When I needed doing ops, managing database servers, they were all single servers, at most a read replica on AWS, or only one slave.
One can say I’ve never needed actually to know it. I got lucky having good people working with me on the DevOps team, and we trusted each other’s work, in the end the managers would prefer to use my abilities in another area.
As I said before I do know it’s an area I need to improve, but it is ok to not know it, because even with me not being an expert on it my value lies in understanding the data, the data model and how application handles on data. As a DBA main job usually is to keep the database servers healthy, mine is to keep data itself as a valuable as possible to a company.
Not a DBA
What I do it is many times considered a DBA job, there are a couple areas where both can overlap but I try as a Data Engineer to support the Developers and the Business as a DevOps person do.
You may notice on my posts: I don’t write about replication, cluster, etc. One reason is: I have never in real life have to deal with this particular area deeply. I do know I should know more about that. But one thing is to set it up a couple servers on the cloud with no real data to analyze and performance issues to attend than doing it in real life.
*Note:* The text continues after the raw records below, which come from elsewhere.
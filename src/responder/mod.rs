//! Knowledge responders
//!
//! A responder turns an already classified query into an [`Answer`]. It
//! picks the best entry of its category with the similarity matcher and
//! frames the entry's payload by question type. When nothing in the
//! category matches confidently it answers with an in-category fallback;
//! it never declines.

mod admissions;
mod guidance;

use std::sync::Arc;

pub use admissions::AdmissionsResponder;
pub use guidance::GuidanceResponder;

use crate::format::{Answer, Section};
use crate::knowledge::{Category, KnowledgeBase, KnowledgeEntry};
use crate::matcher::{MatchResult, SimilarityMatcher};
use crate::query::{Query, TokenSet};
use crate::question::QuestionType;

/// Related topics offered in a fallback answer
const FALLBACK_SUGGESTIONS: usize = 3;

/// Answers in-scope queries for one knowledge category
pub trait Responder: std::fmt::Debug + Send + Sync {
    /// Category this responder serves
    fn category(&self) -> Category;

    /// Answer a query already classified into this responder's category
    fn respond(&self, query: &Query, question_type: QuestionType) -> Answer;
}

/// Fixed answer for out-of-scope queries
#[must_use]
pub fn decline() -> Answer {
    Answer {
        keys: Vec::new(),
        sections: vec![
            Section::text(
                "I'm sorry, that question is outside what I can help with.",
            ),
            Section::list(
                "I can answer questions about",
                vec![
                    "Admissions: requirements, deadlines and fees".to_string(),
                    "Academic guidance: study skills, time management and course selection"
                        .to_string(),
                    "Orientation: getting started on campus".to_string(),
                    "Career planning: internships, resumes and jobs".to_string(),
                ],
            ),
        ],
    }
}

/// Entry selection and fallback shared by both responders
#[derive(Debug, Clone)]
struct EntrySelector {
    category: Category,
    knowledge: Arc<KnowledgeBase>,
    matcher: Arc<SimilarityMatcher>,
}

impl EntrySelector {
    fn new(
        category: Category,
        knowledge: Arc<KnowledgeBase>,
        matcher: Arc<SimilarityMatcher>,
    ) -> Self {
        Self {
            category,
            knowledge,
            matcher,
        }
    }

    /// Best entry of the category at or above the match threshold
    ///
    /// Each entry competes with its pattern and every alias. Entries whose
    /// key the query names (`bachelor` in "fees for a bachelor degree")
    /// compete first; the whole category is tried only when none of them
    /// clears the threshold.
    fn select(&self, query: &Query) -> Option<&KnowledgeEntry> {
        let terms = query.terms(self.matcher.ignores_stopwords());
        let entries = self.knowledge.entries(self.category);

        let named = self.best_of(&terms, entries.iter().filter(|e| e.is_named_by(&terms)));
        let by_key = named.is_some();
        let hit = named.or_else(|| self.best_of(&terms, entries.iter()));

        match &hit {
            Some(m) => tracing::debug!(
                category = %self.category,
                key = m.item.key(),
                score = m.score.value,
                by_key,
                "selected knowledge entry"
            ),
            None => tracing::debug!(category = %self.category, "no confident entry match"),
        }
        hit.map(|m| m.item)
    }

    fn best_of<'a>(
        &self,
        terms: &TokenSet,
        entries: impl Iterator<Item = &'a KnowledgeEntry>,
    ) -> Option<MatchResult<&'a KnowledgeEntry>> {
        let ignore = self.matcher.ignores_stopwords();
        let candidates =
            entries.flat_map(|entry| entry.phrases().map(move |p| (entry, p.terms(ignore))));
        self.matcher.best_match(terms, candidates)
    }

    /// In-category answer when no entry matched
    fn fallback(&self, query: &Query, prompt: &str) -> Answer {
        let terms = query.terms(self.matcher.ignores_stopwords());
        let related: Vec<String> = self
            .knowledge
            .search_category(self.category, &terms, FALLBACK_SUGGESTIONS)
            .into_iter()
            .map(|hit| hit.title.to_string())
            .collect();

        let suggestions = if related.is_empty() {
            Section::list(
                "Topics I can help with",
                self.knowledge
                    .entries(self.category)
                    .iter()
                    .map(|e| e.title().to_string())
                    .collect(),
            )
        } else {
            Section::list("You might be asking about", related)
        };

        Answer {
            keys: Vec::new(),
            sections: vec![Section::text(prompt), suggestions],
        }
    }
}
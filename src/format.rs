//! Response assembly and text rendering
//!
//! Rendering walks sections in the order responders produced them and
//! never reorders, so identical answers always render byte-identical text.

use std::fmt::Write;

use serde::Serialize;

use crate::intent::{Classification, ConfidenceLevel, Intent};
use crate::question::QuestionType;

/// Content of one response section
#[derive(Debug, Clone, PartialEq, Eq, Serialize)]
#[serde(tag = "kind", content = "value", rename_all = "lowercase")]
pub enum SectionBody {
    /// A paragraph
    Text(String),
    /// A bulleted list
    List(Vec<String>),
}

/// One titled block of a response
#[derive(Debug, Clone, PartialEq, Eq, Serialize)]
pub struct Section {
    /// Optional heading rendered above the body
    #[serde(skip_serializing_if = "Option::is_none")]
    pub heading: Option<String>,
    /// Section content
    pub body: SectionBody,
}

impl Section {
    /// Paragraph without heading
    #[must_use]
    pub fn text(text: impl Into<String>) -> Self {
        Self {
            heading: None,
            body: SectionBody::Text(text.into()),
        }
    }

    /// Paragraph with heading
    #[must_use]
    pub fn titled_text(heading: impl Into<String>, text: impl Into<String>) -> Self {
        Self {
            heading: Some(heading.into()),
            body: SectionBody::Text(text.into()),
        }
    }

    /// Bulleted list with heading
    #[must_use]
    pub fn list(heading: impl Into<String>, items: Vec<String>) -> Self {
        Self {
            heading: Some(heading.into()),
            body: SectionBody::List(items),
        }
    }

    fn is_empty(&self) -> bool {
        match &self.body {
            SectionBody::Text(text) => text.trim().is_empty(),
            SectionBody::List(items) => items.is_empty(),
        }
    }
}

/// What a responder produces before formatting
#[derive(Debug, Clone, PartialEq, Eq, Default)]
pub struct Answer {
    /// Keys of the knowledge entries the answer came from
    pub keys: Vec<String>,
    /// Sections in display order
    pub sections: Vec<Section>,
}

/// Final answer to one query
#[derive(Debug, Clone, PartialEq, Serialize)]
pub struct Response {
    /// Intent the query was routed by
    pub intent: Intent,
    /// Question type that shaped the framing
    pub question_type: QuestionType,
    /// Originating knowledge entry keys
    pub keys: Vec<String>,
    /// Classifier confidence
    pub confidence: f64,
    /// Band of `confidence`
    pub level: ConfidenceLevel,
    /// Structured sections behind `text`
    pub sections: Vec<Section>,
    /// Rendered user-facing text
    pub text: String,
}

impl Response {
    /// Whether the answer came from a knowledge entry
    #[must_use]
    pub fn is_grounded(&self) -> bool {
        !self.keys.is_empty()
    }
}

/// Renders answers into user-facing text
#[derive(Debug, Clone, Copy, Default)]
pub struct ResponseFormatter;

impl ResponseFormatter {
    /// Assemble the final response for a classified query
    #[must_use]
    pub fn assemble(
        &self,
        classification: &Classification,
        question_type: QuestionType,
        answer: Answer,
    ) -> Response {
        let text = self.render(&answer.sections);
        Response {
            intent: classification.intent,
            question_type,
            keys: answer.keys,
            confidence: classification.confidence,
            level: classification.level,
            sections: answer.sections,
            text,
        }
    }

    /// Render sections in order, skipping empty ones
    #[must_use]
    pub fn render(&self, sections: &[Section]) -> String {
        let blocks: Vec<String> = sections
            .iter()
            .filter(|s| !s.is_empty())
            .map(|section| {
                let mut block = String::new();
                if let Some(heading) = &section.heading {
                    let _ = write!(block, "{heading}:");
                }
                match &section.body {
                    SectionBody::Text(text) => {
                        if !block.is_empty() {
                            block.push(' ');
                        }
                        block.push_str(text.trim());
                    }
                    SectionBody::List(items) => {
                        for item in items {
                            if !block.is_empty() {
                                block.push('\n');
                            }
                            let _ = write!(block, "- {item}");
                        }
                    }
                }
                block
            })
            .collect();

        blocks.join("\n\n")
    }
}
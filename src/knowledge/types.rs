//! Knowledge tables: categories, entries, payloads and lexicons

use serde::{Deserialize, Serialize};

use crate::query::{TokenSet, tokenize};
use crate::{Error, Result};

/// In-scope knowledge category
#[derive(Debug, Clone, Copy, PartialEq, Eq, Hash, Serialize, Deserialize)]
#[serde(rename_all = "lowercase")]
pub enum Category {
    /// Admissions facts (requirements, deadlines, fees)
    Admissions,
    /// Academic guidance (study strategies, resources)
    Guidance,
}

impl Category {
    /// Stable lowercase name
    #[must_use]
    pub const fn as_str(&self) -> &'static str {
        match self {
            Self::Admissions => "admissions",
            Self::Guidance => "guidance",
        }
    }
}

impl std::fmt::Display for Category {
    fn fmt(&self, f: &mut std::fmt::Formatter<'_>) -> std::fmt::Result {
        f.write_str(self.as_str())
    }
}

/// Admissions facts for one degree level or applicant type
#[derive(Debug, Clone, Default, PartialEq, Eq, Serialize, Deserialize)]
pub struct AdmissionsFacts {
    /// One-paragraph overview
    pub summary: String,

    /// Entry requirements
    #[serde(default)]
    pub requirements: Vec<String>,

    /// Application deadline
    #[serde(default)]
    pub deadline: Option<String>,

    /// Application and tuition fees
    #[serde(default)]
    pub fees: Option<String>,

    /// Application steps, in order
    #[serde(default)]
    pub steps: Vec<String>,
}

/// Guidance facts for one topic
#[derive(Debug, Clone, Default, PartialEq, Eq, Serialize, Deserialize)]
pub struct GuidanceFacts {
    /// One-paragraph overview
    pub summary: String,

    /// Recommended strategies
    #[serde(default)]
    pub strategies: Vec<String>,

    /// Campus services and material to consult
    #[serde(default)]
    pub resources: Vec<String>,
}

/// Structured payload of a knowledge entry
///
/// The variant fixes the entry's category
#[derive(Debug, Clone, PartialEq, Eq)]
pub enum Payload {
    Admissions(AdmissionsFacts),
    Guidance(GuidanceFacts),
}

impl Payload {
    /// Category implied by the payload variant
    #[must_use]
    pub const fn category(&self) -> Category {
        match self {
            Self::Admissions(_) => Category::Admissions,
            Self::Guidance(_) => Category::Guidance,
        }
    }
}

/// A tokenized phrase usable as a match candidate
#[derive(Debug, Clone, PartialEq, Eq)]
pub struct Phrase {
    text: String,
    terms: TokenSet,
    all_terms: TokenSet,
}

impl Phrase {
    /// Tokenize a phrase
    #[must_use]
    pub fn new(text: &str) -> Self {
        let tokens = tokenize(&text.trim().to_lowercase());
        let terms = TokenSet::from_tokens(&tokens, true);
        let all_terms = TokenSet::from_tokens(&tokens, false);

        Self {
            text: text.trim().to_string(),
            terms,
            all_terms,
        }
    }

    /// Phrase as written
    #[must_use]
    pub fn text(&self) -> &str {
        &self.text
    }

    /// Scoring terms, with or without stopwords
    #[must_use]
    pub const fn terms(&self, ignore_stopwords: bool) -> &TokenSet {
        if ignore_stopwords {
            &self.terms
        } else {
            &self.all_terms
        }
    }

    /// Whether the phrase produced no words
    #[must_use]
    pub fn is_empty(&self) -> bool {
        self.all_terms.is_empty()
    }

    /// Whether the phrase has no terms once stopwords are dropped
    #[must_use]
    pub fn is_stopwords_only(&self) -> bool {
        self.terms.is_empty()
    }
}

/// A named, duplicate-free set of phrases representing a topic
#[derive(Debug, Clone, PartialEq, Eq)]
pub struct Lexicon {
    name: String,
    phrases: Vec<Phrase>,
}

impl Lexicon {
    /// Build a lexicon, skipping blank phrases and duplicates
    ///
    /// Two phrases are duplicates when they produce the same term set;
    /// the first one wins so insertion order stays meaningful for tie-breaks
    #[must_use]
    pub fn new<I, S>(name: &str, phrases: I) -> Self
    where
        I: IntoIterator<Item = S>,
        S: AsRef<str>,
    {
        let mut lexicon = Self {
            name: name.to_string(),
            phrases: Vec::new(),
        };
        for phrase in phrases {
            lexicon.push(Phrase::new(phrase.as_ref()));
        }
        lexicon
    }

    fn push(&mut self, phrase: Phrase) {
        if phrase.is_empty() {
            return;
        }
        let duplicate = self
            .phrases
            .iter()
            .any(|p| p.terms(false) == phrase.terms(false));
        if !duplicate {
            self.phrases.push(phrase);
        }
    }

    /// Lexicon name
    #[must_use]
    pub fn name(&self) -> &str {
        &self.name
    }

    /// Phrases in insertion order
    #[must_use]
    pub fn phrases(&self) -> &[Phrase] {
        &self.phrases
    }

    /// Number of phrases
    #[must_use]
    pub fn len(&self) -> usize {
        self.phrases.len()
    }

    /// Whether the lexicon is empty
    #[must_use]
    pub fn is_empty(&self) -> bool {
        self.phrases.is_empty()
    }
}

/// A structured fact record belonging to exactly one category
#[derive(Debug, Clone, PartialEq, Eq)]
pub struct KnowledgeEntry {
    key: String,
    title: String,
    subject: TokenSet,
    pattern: Phrase,
    aliases: Vec<Phrase>,
    keywords: TokenSet,
    payload: Payload,
}

impl KnowledgeEntry {
    /// Create an entry
    ///
    /// # Errors
    ///
    /// Returns `Error::Knowledge` if the key is blank or the pattern has no
    /// words besides stopwords
    pub fn new(key: &str, title: &str, pattern: &str, payload: Payload) -> Result<Self> {
        let key = key.trim();
        if key.is_empty() {
            return Err(Error::Knowledge("entry key must not be empty".to_string()));
        }

        let pattern = Phrase::new(pattern);
        if pattern.is_empty() {
            return Err(Error::Knowledge(format!("entry {key} has an empty pattern")));
        }
        if pattern.is_stopwords_only() {
            return Err(Error::Knowledge(format!(
                "entry {key} has a pattern made only of stopwords: {:?}",
                pattern.text()
            )));
        }

        let title = if title.trim().is_empty() {
            key.to_string()
        } else {
            title.trim().to_string()
        };

        let mut keywords = pattern.terms(true).clone();
        keywords.extend(&TokenSet::from_text(&title, true));

        Ok(Self {
            key: key.to_string(),
            subject: TokenSet::from_text(&key.replace(['_', '-'], " "), true),
            title,
            pattern,
            aliases: Vec::new(),
            keywords,
            payload,
        })
    }

    /// Add alternate phrasings that also select this entry
    #[must_use]
    pub fn with_aliases<I, S>(mut self, aliases: I) -> Self
    where
        I: IntoIterator<Item = S>,
        S: AsRef<str>,
    {
        for alias in aliases {
            let phrase = Phrase::new(alias.as_ref());
            if phrase.is_stopwords_only() {
                continue;
            }
            self.keywords.extend(phrase.terms(true));
            self.aliases.push(phrase);
        }
        self
    }

    /// Unique entry key (degree level or topic name)
    #[must_use]
    pub fn key(&self) -> &str {
        &self.key
    }

    /// Human-readable title
    #[must_use]
    pub fn title(&self) -> &str {
        &self.title
    }

    /// Category implied by the payload
    #[must_use]
    pub const fn category(&self) -> Category {
        self.payload.category()
    }

    /// Whether every word of the entry key appears in `terms`
    ///
    /// `master` is named by "fees for a master's degree"; `study_skills`
    /// needs both `study` and `skills`
    #[must_use]
    pub fn is_named_by(&self, terms: &TokenSet) -> bool {
        !self.subject.is_empty() && self.subject.iter().all(|t| terms.contains(t))
    }

    /// Alternate phrasings
    #[must_use]
    pub fn aliases(&self) -> &[Phrase] {
        &self.aliases
    }

    /// Pattern followed by aliases
    pub fn phrases(&self) -> impl Iterator<Item = &Phrase> {
        std::iter::once(&self.pattern).chain(self.aliases.iter())
    }

    /// Union of pattern, alias and title terms, used by keyword search
    #[must_use]
    pub const fn keywords(&self) -> &TokenSet {
        &self.keywords
    }

    /// Structured payload
    #[must_use]
    pub const fn payload(&self) -> &Payload {
        &self.payload
    }
}
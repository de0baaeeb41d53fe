//! Question-type extraction
//!
//! Tags a query with the kind of answer it expects. The tag only shapes
//! how a responder frames its answer; it never affects classification.

use serde::Serialize;

use crate::query::{Query, tokenize};

/// How many leading tokens are scanned for an embedded interrogative
const SCAN_WINDOW: usize = 5;

/// Kind of answer a query expects
#[derive(Debug, Clone, Copy, PartialEq, Eq, Hash, Serialize)]
#[serde(rename_all = "UPPERCASE")]
pub enum QuestionType {
    /// Facts and requirements
    What,
    /// Steps and strategies
    How,
    /// Dates and deadlines
    When,
    /// Reasons and background
    Why,
    /// No interrogative found
    Other,
}

impl QuestionType {
    /// Map a single lowercase word to a question type
    #[must_use]
    pub fn from_word(word: &str) -> Option<Self> {
        match word {
            "what" | "which" | "who" | "whom" | "where" => Some(Self::What),
            "how" => Some(Self::How),
            "when" => Some(Self::When),
            "why" => Some(Self::Why),
            _ => None,
        }
    }

    /// Tag an already normalized query
    ///
    /// The first token decides when it is interrogative; otherwise the
    /// first five tokens are scanned in order
    #[must_use]
    pub fn of(query: &Query) -> Self {
        classify_tokens(query.tokens())
    }

    /// Tag raw query text
    #[must_use]
    pub fn extract(text: &str) -> Self {
        classify_tokens(&tokenize(&text.trim().to_lowercase()))
    }

    /// Stable uppercase name
    #[must_use]
    pub const fn as_str(&self) -> &'static str {
        match self {
            Self::What => "WHAT",
            Self::How => "HOW",
            Self::When => "WHEN",
            Self::Why => "WHY",
            Self::Other => "OTHER",
        }
    }
}

impl std::fmt::Display for QuestionType {
    fn fmt(&self, f: &mut std::fmt::Formatter<'_>) -> std::fmt::Result {
        f.write_str(self.as_str())
    }
}

fn classify_tokens(tokens: &[String]) -> QuestionType {
    tokens
        .iter()
        .take(SCAN_WINDOW)
        .find_map(|t| QuestionType::from_word(t))
        .unwrap_or(QuestionType::Other)
}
However, that doesn’t lessen my value.
I know how to prepare data, I do ETL’s, I do data modeling, I do deep research on which storage would be the best for a case scenario, I help to define policies around migrations and data access, for instance.
My Goal
My goal is to help developers. It’s to help them do the right thing regarding to data as they do regarding with test coverage and code quality.
Everybody reviews code, I rarely seem people reviewing data models. And I want to help to create a culture where people see data as their true value. Remember this: data leaks are more valuable than “code” leaks and potentially more devastating too. So please, let me help you.